The safest locations to buy Inuit sculptures to ensure authenticity are constantly the respectable galleries that focus on Canadian Inuit art and Eskimo art. Some of these galleries have ads in the city tour guide found in hotels.
Reliable Inuit art galleries are likewise listed in Inuit Art Quarterly magazine which is devoted entirely to Inuit art. When one walks into these galleries, one will see that there will be just Inuit art and maybe Native art but none of the other usual tourist keepsakes such as postcards or tee shirts . The Inuit sculpture might be signed by the carver either in English or Inuit syllabics but not all authentic pieces are signed.
Some of these Inuit art galleries also have websites so you could go shopping and purchase authentic Inuit art sculpture from house anywhere in the world. In addition to these street retail specialized galleries, there are now respectable online galleries that also specialize in authentic Inuit art.

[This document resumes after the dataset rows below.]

//! Templates for the mkarchiso profile of one project.

use std::fmt;
use std::str::FromStr;

use crate::plugin::PluginError;

pub const DEFAULT_PACKAGES: &[&str] = &["base", "linux", "xf86-video-vesa"];

/// Boot setup the image is built with. Maps onto mkarchiso `bootmodes`.
#[derive(Debug, Clone, Copy, PartialEq, Eq, Default)]
pub enum Bootloader {
    Grub,
    Syslinux,
    SystemdBoot,
    /// syslinux for BIOS, GRUB for UEFI. The stock releng layout.
    #[default]
    GrubSyslinux,
}

impl Bootloader {
    pub const ALL: &'static [Bootloader] = &[
        Bootloader::Grub,
        Bootloader::Syslinux,
        Bootloader::SystemdBoot,
        Bootloader::GrubSyslinux,
    ];

    pub fn as_str(self) -> &'static str {
        match self {
            Bootloader::Grub => "grub",
            Bootloader::Syslinux => "syslinux",
            Bootloader::SystemdBoot => "systemd-boot",
            Bootloader::GrubSyslinux => "grub/syslinux",
        }
    }

    pub fn bootmodes(self) -> &'static [&'static str] {
        match self {
            Bootloader::Grub => &["uefi-x64.grub.esp", "uefi-x64.grub.eltorito"],
            Bootloader::Syslinux => &["bios.syslinux.mbr", "bios.syslinux.eltorito"],
            Bootloader::SystemdBoot => &[
                "uefi-x64.systemd-boot.esp",
                "uefi-x64.systemd-boot.eltorito",
            ],
            Bootloader::GrubSyslinux => &[
                "bios.syslinux.mbr",
                "bios.syslinux.eltorito",
                "uefi-x64.grub.esp",
                "uefi-x64.grub.eltorito",
            ],
        }
    }
}

impl fmt::Display for Bootloader {
    fn fmt(&self, f: &mut fmt::Formatter<'_>) -> fmt::Result {
        f.write_str(self.as_str())
    }
}

impl FromStr for Bootloader {
    type Err = PluginError;

    fn from_str(s: &str) -> Result<Self, Self::Err> {
        let wanted = s.trim().to_ascii_lowercase();
        Bootloader::ALL
            .iter()
            .copied()
            .find(|b| b.as_str() == wanted)
            .ok_or_else(|| {
                let expected = Bootloader::ALL
                    .iter()
                    .map(|b| b.as_str())
                    .collect::<Vec<_>>()
                    .join(", ");
                PluginError::InvalidInput(format!(
                    "unsupported bootloader '{}'; expected one of: {}",
                    s.escape_debug(),
                    expected
                ))
            })
    }
}

/// Image name stem; mkarchiso appends `-<version>-<arch>.iso`.
pub fn iso_name(project_id: &str) -> String {
    format!("archlinux-{project_id}")
}

/// ISO 9660 volume label: upper case, `[A-Z0-9_]` only.
pub fn iso_label(project_id: &str) -> String {
    let sanitized: String = project_id
        .chars()
        .map(|c| {
            if c.is_ascii_alphanumeric() {
                c.to_ascii_uppercase()
            } else {
                '_'
            }
        })
        .collect();
    format!("ARCH_{sanitized}")
}

pub fn render_profiledef(project_id: &str, bootloader: Bootloader) -> String {
    let bootmodes = bootloader
        .bootmodes()
        .iter()
        .map(|mode| format!("'{mode}'"))
        .collect::<Vec<_>>()
        .join(" ");

    format!(
        r#"#!/usr/bin/env bash
# shellcheck disable=SC2034
iso_name="{iso_name}"
iso_label="{iso_label}"
iso_publisher="Arch Linux Custom Build"
iso_application="Arch Linux Live/Rescue Image"
iso_version="$(date +%Y.%m.%d)"
install_dir="arch"
buildmodes=('iso')
bootmodes=({bootmodes})
arch="x86_64"
pacman_conf="pacman.conf"
airootfs_image_type="squashfs"
airootfs_image_tool_options=('-comp' 'xz' '-Xbcj' 'x86' '-b' '1M' '-Xdict-size' '1M')
file_permissions=(
  ["/etc/shadow"]="0:0:400"
  ["/root"]="0:0:750"
)
"#,
        iso_name = iso_name(project_id),
        iso_label = iso_label(project_id),
    )
}

/// Relies on the build host's `/etc/pacman.d/mirrorlist`.
pub const PACMAN_CONF: &str = "[options]
HoldPkg     = pacman glibc
Architecture = auto
SigLevel    = Never

[core]
Include = /etc/pacman.d/mirrorlist

[extra]
Include = /etc/pacman.d/mirrorlist
";

pub fn render_packages(packages: &[String]) -> String {
    let mut content = String::new();
    for package in packages {
        content.push_str(package);
        content.push('\n');
    }
    content
}

pub fn parse_packages(content: &str) -> Vec<String> {
    content
        .lines()
        .map(str::trim)
        .filter(|line| !line.is_empty() && !line.starts_with('#'))
        .map(str::to_string)
        .collect()
}
use std::path::PathBuf;
use std::sync::Arc;

use anyhow::{bail, Context, Result};
use distroforge::config::{ConfigSources, DataRootLock, EngineConfig};
use distroforge::dispatch::Dispatcher;
use distroforge::drivers::arch::{self, ArchDriver};
use distroforge::output::OutputSink;
use distroforge::plugin::PluginRegistry;
use distroforge::{logging, preflight, server};
use tracing::{info, warn};

fn usage() -> &'static str {
    "Usage:\n  distroforge-engine [--config <path>]\n  distroforge-engine --version\n\nReads JSON-RPC requests from stdin, one per line; writes responses to stdout."
}

fn main() -> Result<()> {
    let args: Vec<String> = std::env::args().skip(1).collect();

    match args.as_slice() {
        [] => run(None),
        [flag, path] if flag == "--config" || flag == "-c" => run(Some(PathBuf::from(path))),
        [flag] if flag == "--version" || flag == "-V" => {
            println!("distroforge-engine {}", env!("CARGO_PKG_VERSION"));
            Ok(())
        }
        [flag] if flag == "--help" || flag == "-h" => {
            eprintln!("{}", usage());
            Ok(())
        }
        _ => bail!(usage()),
    }
}

fn run(config_path: Option<PathBuf>) -> Result<()> {
    let config = EngineConfig::load(&ConfigSources::from_env(config_path))
        .context("loading engine configuration")?;
    logging::initialize(&config.logging)?;

    let _lock = DataRootLock::acquire(&config.data_root)?;
    info!(
        data_root = %config.data_root.display(),
        config = ?config.source,
        "engine configuration loaded"
    );

    if let Err(e) = preflight::check_build_tool(&config.build.tool) {
        warn!("{e:#}");
    }
    if let Err(e) = preflight::check_required_tools(preflight::ARCHISO_TOOLS) {
        warn!("{e:#}");
    }

    let arch = ArchDriver::new(config.arch_paths(), config.build_settings())
        .context("initializing arch driver")?;
    let mut plugins = PluginRegistry::new();
    plugins.register(arch::DISTRO_ID, Arc::new(arch))?;
    info!(plugins = ?plugins.ids().collect::<Vec<_>>(), "plugins registered");

    let dispatcher = Dispatcher::new(plugins, OutputSink::stdout());
    let stdin = std::io::stdin();
    server::serve(&dispatcher, stdin.lock())
}
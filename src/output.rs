//! The single write gate in front of the output stream.
//!
//! Responses from the dispatch loop and notifications from any number of
//! stream threads all go through one [`OutputSink`]. A message is serialized
//! before the gate is taken; the whole line, newline included, is then
//! written and flushed while holding it, so lines never interleave.

use std::io::{self, Write};
use std::sync::{Arc, Mutex, PoisonError};

use anyhow::{Context, Result};
use tracing::error;

use crate::protocol::{Response, RpcError};

#[derive(Clone)]
pub struct OutputSink {
    writer: Arc<Mutex<Box<dyn Write + Send>>>,
}

impl OutputSink {
    pub fn new<W: Write + Send + 'static>(writer: W) -> Self {
        Self {
            writer: Arc::new(Mutex::new(Box::new(writer))),
        }
    }

    pub fn stdout() -> Self {
        Self::new(io::stdout())
    }

    /// Write one message as one line.
    pub fn send(&self, message: &Response) -> Result<()> {
        let line = match encode_line(message) {
            Ok(line) => line,
            Err(e) => {
                error!(error = %e, "encoding response failed; sending internal error instead");
                let fallback = Response::failure(
                    message.id.clone(),
                    RpcError::internal("Internal error marshalling response"),
                );
                encode_line(&fallback)?
            }
        };

        let mut writer = self.writer.lock().unwrap_or_else(PoisonError::into_inner);
        writer
            .write_all(line.as_bytes())
            .context("writing output line")?;
        writer.flush().context("flushing output")?;
        Ok(())
    }
}

fn encode_line(message: &Response) -> Result<String> {
    let mut line = serde_json::to_string(message).context("encoding response")?;
    line.push('\n');
    Ok(line)
}
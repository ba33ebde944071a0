//! Poll-based tailing of a build log.
//!
//! The log is a plain append-only file written by the image tool. A reader
//! follows it line by line; at end-of-file it asks whether the build is
//! terminal. If not, it sleeps for the poll interval and tries again. Once the
//! build is terminal it drains whatever is left and stops.

use std::fs::File;
use std::io::{BufRead, BufReader};
use std::path::Path;
use std::time::Duration;

use anyhow::{Context, Result};

/// Lazy sequence of log chunks, finite once the build is terminal.
pub type LogStream = Box<dyn Iterator<Item = Vec<u8>> + Send>;

/// Follows a log file until `is_terminal` reports the build has ended.
pub struct LogTail<F> {
    reader: BufReader<File>,
    is_terminal: F,
    poll_interval: Duration,
    /// Bytes of an unfinished line seen at end-of-file.
    pending: Vec<u8>,
    draining: bool,
    done: bool,
}

impl<F> LogTail<F>
where
    F: Fn() -> bool,
{
    pub fn open(path: &Path, is_terminal: F, poll_interval: Duration) -> Result<Self> {
        let file = File::open(path)
            .with_context(|| format!("opening build log '{}'", path.display()))?;
        Ok(Self {
            reader: BufReader::new(file),
            is_terminal,
            poll_interval,
            pending: Vec::new(),
            draining: false,
            done: false,
        })
    }
}

impl<F> Iterator for LogTail<F>
where
    F: Fn() -> bool,
{
    type Item = Vec<u8>;

    fn next(&mut self) -> Option<Vec<u8>> {
        if self.done {
            return None;
        }

        loop {
            match self.reader.read_until(b'\n', &mut self.pending) {
                Ok(0) => {
                    if self.draining {
                        self.done = true;
                        if self.pending.is_empty() {
                            return None;
                        }
                        return Some(std::mem::take(&mut self.pending));
                    }
                    // The writer exits before the status turns terminal, so one
                    // more read after observing terminal picks up its last bytes.
                    if (self.is_terminal)() {
                        self.draining = true;
                        continue;
                    }
                    std::thread::sleep(self.poll_interval);
                }
                Ok(_) => {
                    if self.pending.ends_with(b"\n") {
                        return Some(std::mem::take(&mut self.pending));
                    }
                    // Partial line; wait for the rest of it.
                }
                Err(e) => {
                    tracing::warn!(error = %e, "reading build log failed; ending stream");
                    self.done = true;
                    if self.pending.is_empty() {
                        return None;
                    }
                    return Some(std::mem::take(&mut self.pending));
                }
            }
        }
    }
}
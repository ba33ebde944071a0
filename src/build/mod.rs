//! Build records and the shared build-status table.
//!
//! This module provides:
//! - [`BuildTable`] - the one table of builds, guarded by a single lock
//! - [`supervisor`] - launching the image tool and awaiting it in the background
//! - [`tail`] - poll-based tailing of a build log
//!
//! Status transitions are monotonic: once a build is `completed` or `failed`
//! nothing moves it again.

pub mod supervisor;
pub mod tail;

use serde::{Deserialize, Serialize};
use std::collections::HashMap;
use std::fmt;
use std::path::PathBuf;
use std::sync::atomic::{AtomicBool, AtomicU64, Ordering};
use std::sync::{Arc, Mutex, MutexGuard, PoisonError};
use time::OffsetDateTime;

use crate::plugin::{PluginError, PluginResult};

/// Lifecycle of one build.
#[derive(Debug, Clone, Copy, PartialEq, Eq, Hash, Serialize, Deserialize)]
#[serde(rename_all = "snake_case")]
pub enum BuildState {
    Queued,
    Building,
    Completed,
    Failed,
}

impl BuildState {
    pub fn is_terminal(self) -> bool {
        matches!(self, BuildState::Completed | BuildState::Failed)
    }

    pub fn as_str(self) -> &'static str {
        match self {
            BuildState::Queued => "queued",
            BuildState::Building => "building",
            BuildState::Completed => "completed",
            BuildState::Failed => "failed",
        }
    }
}

impl fmt::Display for BuildState {
    fn fmt(&self, f: &mut fmt::Formatter<'_>) -> fmt::Result {
        f.write_str(self.as_str())
    }
}

/// Point-in-time view of a build, as returned by `getBuildStatus`.
#[derive(Debug, Clone, PartialEq, Eq, Serialize, Deserialize)]
pub struct BuildSnapshot {
    pub build_id: String,
    pub project_id: String,
    pub status: BuildState,
    #[serde(default, skip_serializing_if = "Option::is_none")]
    pub progress: Option<u8>,
    #[serde(default, skip_serializing_if = "Option::is_none")]
    pub error_message: Option<String>,
    #[serde(default, skip_serializing_if = "Option::is_none")]
    pub download_url: Option<String>,
    #[serde(default, skip_serializing_if = "Option::is_none")]
    pub artifact_sha256: Option<String>,
    #[serde(default, skip_serializing_if = "Option::is_none")]
    pub started_at: Option<String>,
    #[serde(default, skip_serializing_if = "Option::is_none")]
    pub finished_at: Option<String>,
}

/// How a build ended.
#[derive(Debug, Clone, PartialEq, Eq)]
pub enum BuildOutcome {
    Completed {
        download_url: String,
        artifact_sha256: Option<String>,
    },
    Failed(String),
}

/// Shared flag asking a running build to stop.
#[derive(Debug, Clone, Default)]
pub struct CancelToken(Arc<AtomicBool>);

impl CancelToken {
    pub fn cancel(&self) {
        self.0.store(true, Ordering::SeqCst);
    }

    pub fn is_cancelled(&self) -> bool {
        self.0.load(Ordering::SeqCst)
    }
}

/// Handle returned by [`BuildTable::begin`].
#[derive(Debug, Clone)]
pub struct StartedBuild {
    pub build_id: String,
    pub log_path: PathBuf,
    pub cancel: CancelToken,
}

#[derive(Debug)]
struct BuildRecord {
    snapshot: BuildSnapshot,
    log_path: PathBuf,
    cancel: CancelToken,
}

#[derive(Debug, Default)]
struct TableState {
    builds: HashMap<(String, String), BuildRecord>,
    /// Most recent build id per project.
    latest: HashMap<String, String>,
}

/// Build-status table shared between request handlers and background tasks.
///
/// Cloning is cheap; all clones see the same table.
#[derive(Debug, Clone, Default)]
pub struct BuildTable {
    state: Arc<Mutex<TableState>>,
    next_id: Arc<AtomicU64>,
}

impl BuildTable {
    pub fn new() -> Self {
        Self::default()
    }

    fn lock(&self) -> MutexGuard<'_, TableState> {
        self.state.lock().unwrap_or_else(PoisonError::into_inner)
    }

    /// Register a new build for `project_id` in the `building` state.
    ///
    /// Fails with [`PluginError::BuildInProgress`] if the project's most recent
    /// build has not reached a terminal status. The check and the insert
    /// happen under one lock acquisition.
    pub fn begin(
        &self,
        project_id: &str,
        log_path_for: impl FnOnce(&str) -> PathBuf,
    ) -> PluginResult<StartedBuild> {
        let mut state = self.lock();

        if let Some(active) = state.latest.get(project_id) {
            let key = (project_id.to_string(), active.clone());
            if let Some(record) = state.builds.get(&key) {
                if !record.snapshot.status.is_terminal() {
                    return Err(PluginError::BuildInProgress {
                        project_id: project_id.to_string(),
                        build_id: active.clone(),
                    });
                }
            }
        }

        let n = self.next_id.fetch_add(1, Ordering::SeqCst) + 1;
        let build_id = format!("build-{n}");
        let log_path = log_path_for(&build_id);
        let cancel = CancelToken::default();

        let snapshot = BuildSnapshot {
            build_id: build_id.clone(),
            project_id: project_id.to_string(),
            status: BuildState::Building,
            progress: Some(0),
            error_message: None,
            download_url: None,
            artifact_sha256: None,
            started_at: Some(now_utc_rfc3339()),
            finished_at: None,
        };
        state.builds.insert(
            (project_id.to_string(), build_id.clone()),
            BuildRecord {
                snapshot,
                log_path: log_path.clone(),
                cancel: cancel.clone(),
            },
        );
        state
            .latest
            .insert(project_id.to_string(), build_id.clone());

        Ok(StartedBuild {
            build_id,
            log_path,
            cancel,
        })
    }

    /// Move a build to its terminal status.
    ///
    /// Returns `false` (and changes nothing) if the build is unknown or
    /// already terminal.
    pub fn finish(&self, project_id: &str, build_id: &str, outcome: BuildOutcome) -> bool {
        let mut state = self.lock();
        let key = (project_id.to_string(), build_id.to_string());
        let Some(record) = state.builds.get_mut(&key) else {
            return false;
        };
        if record.snapshot.status.is_terminal() {
            return false;
        }

        let snapshot = &mut record.snapshot;
        snapshot.finished_at = Some(now_utc_rfc3339());
        match outcome {
            BuildOutcome::Completed {
                download_url,
                artifact_sha256,
            } => {
                snapshot.status = BuildState::Completed;
                snapshot.progress = Some(100);
                snapshot.download_url = Some(download_url);
                snapshot.artifact_sha256 = artifact_sha256;
                snapshot.error_message = None;
            }
            BuildOutcome::Failed(message) => {
                snapshot.status = BuildState::Failed;
                snapshot.error_message = Some(message);
                snapshot.download_url = None;
            }
        }
        true
    }

    pub fn snapshot(&self, project_id: &str, build_id: &str) -> Option<BuildSnapshot> {
        self.lock()
            .builds
            .get(&(project_id.to_string(), build_id.to_string()))
            .map(|record| record.snapshot.clone())
    }

    /// Snapshot of the project's most recent build, if any.
    pub fn latest(&self, project_id: &str) -> Option<BuildSnapshot> {
        let state = self.lock();
        let build_id = state.latest.get(project_id)?;
        state
            .builds
            .get(&(project_id.to_string(), build_id.clone()))
            .map(|record| record.snapshot.clone())
    }

    pub fn log_path(&self, project_id: &str, build_id: &str) -> Option<PathBuf> {
        self.lock()
            .builds
            .get(&(project_id.to_string(), build_id.to_string()))
            .map(|record| record.log_path.clone())
    }

    /// True once the build is terminal. Unknown builds count as terminal so
    /// that anything waiting on them stops.
    pub fn is_terminal(&self, project_id: &str, build_id: &str) -> bool {
        self.snapshot(project_id, build_id)
            .map(|snapshot| snapshot.status.is_terminal())
            .unwrap_or(true)
    }

    /// Request cancellation and return the current snapshot.
    pub fn cancel(&self, project_id: &str, build_id: &str) -> Option<BuildSnapshot> {
        let state = self.lock();
        let record = state
            .builds
            .get(&(project_id.to_string(), build_id.to_string()))?;
        if !record.snapshot.status.is_terminal() {
            record.cancel.cancel();
        }
        Some(record.snapshot.clone())
    }
}

pub(crate) fn now_utc_rfc3339() -> String {
    let now = OffsetDateTime::now_utc();
    format!(
        "{:04}-{:02}-{:02}T{:02}:{:02}:{:02}Z",
        now.year(),
        now.month() as u8,
        now.day(),
        now.hour(),
        now.minute(),
        now.second()
    )
}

Some tourist stores do bring genuine Inuit art in addition to the other touristy mementos in order to deal with all kinds of travelers. When shopping at these kinds of stores, it is possible to differentiate the genuine pieces from the reproductions. Authentic Inuit sculpture is sculpted from stone and for that reason should have some weight or mass to it. Stone is also cold to the touch. A reproduction made from plastic or resin from a mold will be much lighter in weight and will not be cold to the touch. A recreation will sometimes have a company name on it such as Wolf Originals or Boma and will never ever feature an artist's signature. An authentic Inuit sculpture is a one of a kind piece of artwork and nothing else on the shop shelves will look exactly like it. If there are duplicates of a certain piece with exact details, the piece is not authentic. It is most likely not real if a piece looks too perfect in information with absolute straight bottoms or sides. Of course, if a piece includes a sticker suggesting that is was made in an Asian nation, then it is undoubtedly a phony. There will likewise be a big cost difference between authentic pieces and the imitations.
Where it ends up being more difficult to identify credibility are with the reproductions that are also made from stone. This can be a genuine gray area to those not familiar with authentic Inuit art. They do have mass and may even have some kind of tag indicating that it was handcrafted however if there are other pieces on the shelves that look too similar in detail, they are probably not authentic. If a seller claims that such as piece is genuine, ask to see the main Igloo tag that features it which will know on the artist, place where it was made and the year it was sculpted. Move on if the Igloo tag is not readily available. The authentic pieces with the accompanying official Igloo tags will always be the greatest priced and are generally kept in a different ( possibly even locked) shelf within the shop.
Because Inuit art has been getting more and more global exposure, individuals may be seeing this Canadian great art type at galleries and museums situated outside Canada too. If one is lucky enough to be taking a trip in the Canadian Arctic where the Inuit live and make their fantastic art work, then it can be safely presumed that any Inuit art piece bought from a regional northern store or straight from an Inuit carver would be authentic. Credible Inuit art galleries are also listed in Inuit Art Quarterly publication which is dedicated totally to Inuit art. The Inuit sculpture might be Kurt Criter Denver signed by the carver either in English or Inuit syllabics but not all genuine pieces are signed. Some of these Inuit art galleries likewise have websites so you could go shopping and buy authentic Inuit art sculpture from house anywhere in the world.